> **Exercise**
Output all entries below exactly as they are given.

> **Listed entries**
════════

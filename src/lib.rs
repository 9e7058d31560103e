//! # minhash-sketch
//!
//! `minhash-sketch` contains a MinHash sketch: a fixed-size summary of a set that estimates the
//! Jaccard Similarity between sets and the cardinality of a set without retaining the items. The
//! error of the estimates shrinks with the number of permutations used, which makes the sketch
//! useful for big data and streaming applications where the sets themselves are too large to
//! store or compare.
//!
//! Items enter a sketch as digests: the output of any hash function applied to the item, of which
//! the first 4 bytes are used. Sketches sharing a seed and a permutation count can be merged,
//! compared, and encoded into a compact binary form.
//!
//! ## Usage
//!
//! Add this to your `Cargo.toml`:
//! ```toml
//! [dependencies]
//! minhash-sketch = "*"
//! ```
//!
//! ```rust
//! use minhash_sketch::similarity::MinHash;
//!
//! let mut m1 = MinHash::new(128)?;
//! let mut m2 = MinHash::new(128)?;
//! for item in &["a", "b", "c"] {
//!     m1.update(item);
//! }
//! for item in &["a", "b", "c", "d"] {
//!     m2.update(item);
//! }
//!
//! let similarity = m1.jaccard(&m2)?;
//! assert!(0.0 <= similarity && similarity <= 1.0);
//!
//! let restored = MinHash::deserialize(&m1.to_bytes()?)?;
//! assert_eq!(restored, m1);
//! # Ok::<(), minhash_sketch::MinHashError>(())
//! ```
//!
//! ## References
//!
//!  - [On the resemblance and containment of documents](https://ieeexplore.ieee.org/document/666900)
//!  > Broder, Andrei Z. 1997. “On the Resemblance and Containment of Documents.” In *Proceedings of Compression and Complexity of SEQUENCES 1997*, 21–29. IEEE. doi:[10.1109/SEQUEN.1997.666900](https://doi.org/10.1109/SEQUEN.1997.666900).
//!  - [Estimating the size of the transitive closure in linear time](https://ieeexplore.ieee.org/document/365694)
//!  > Cohen, Edith. 1994. “Estimating the Size of the Transitive Closure in Linear Time.” In *Proceedings 35th Annual Symposium on Foundations of Computer Science*, 190–200. IEEE. doi:[10.1109/SFCS.1994.365694](https://doi.org/10.1109/SFCS.1994.365694).

#![warn(missing_docs)]

mod error;
pub mod permutation;
pub mod similarity;
mod util;

pub use crate::error::MinHashError;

════════

> **Written response**
filename src/lib.rs
repository 9e7058d31560103e
//! # minhash-sketch
//!
//! `minhash-sketch` contains a MinHash sketch: a fixed-size summary of a set that estimates the
//! Jaccard Similarity between sets and the cardinality of a set without retaining the items. The
//! error of the estimates shrinks with the number of permutations used, which makes the sketch
//! useful for big data and streaming applications where the sets themselves are too large to
//! store or compare.
//!
//! Items enter a sketch as digests: the output of any hash function applied to the item, of which
//! the first 4 bytes are used. Sketches sharing a seed and a permutation count can be merged,
//! compared, and encoded into a compact binary form.
//!
//! ## Usage
//!
//! Add this to your `Cargo.toml`:
//! ```toml
//! [dependencies]
//! minhash-sketch = "*"
//! ```
//!
//! ```rust
//! use minhash_sketch::similarity::MinHash;
//!
//! let mut m1 = MinHash::new(128)?;
//! let mut m2 = MinHash::new(128)?;
//! for item in &["a", "b", "c"] {
//!     m1.update(item);
//! }
//! for item in &["a", "b", "c", "d"] {
//!     m2.update(item);
//! }
//!
//! let similarity = m1.jaccard(&m2)?;
//! assert!(0.0 <= similarity && similarity <= 1.0);
//!
//! let restored = MinHash::deserialize(&m1.to_bytes()?)?;
//! assert_eq!(restored, m1);
//! # Ok::<(), minhash_sketch::MinHashError>(())
//! ```
//!
//! ## References
//!
//!  - [On the resemblance and containment of documents](https://ieeexplore.ieee.org/document/666900)
//!  > Broder, Andrei Z. 1997. “On the Resemblance and Containment of Documents.” In *Proceedings of Compression and Complexity of SEQUENCES 1997*, 21–29. IEEE. doi:[10.1109/SEQUEN.1997.666900](https://doi.org/10.1109/SEQUEN.1997.666900).
//!  - [Estimating the size of the transitive closure in linear time](https://ieeexplore.ieee.org/document/365694)
//!  > Cohen, Edith. 1994. “Estimating the Size of the Transitive Closure in Linear Time.” In *Proceedings 35th Annual Symposium on Foundations of Computer Science*, 190–200. IEEE. doi:[10.1109/SFCS.1994.365694](https://doi.org/10.1109/SFCS.1994.365694).

#![warn(missing_docs)]

mod error;
pub mod permutation;
pub mod similarity;
mod util;

pub use crate::error::MinHashError;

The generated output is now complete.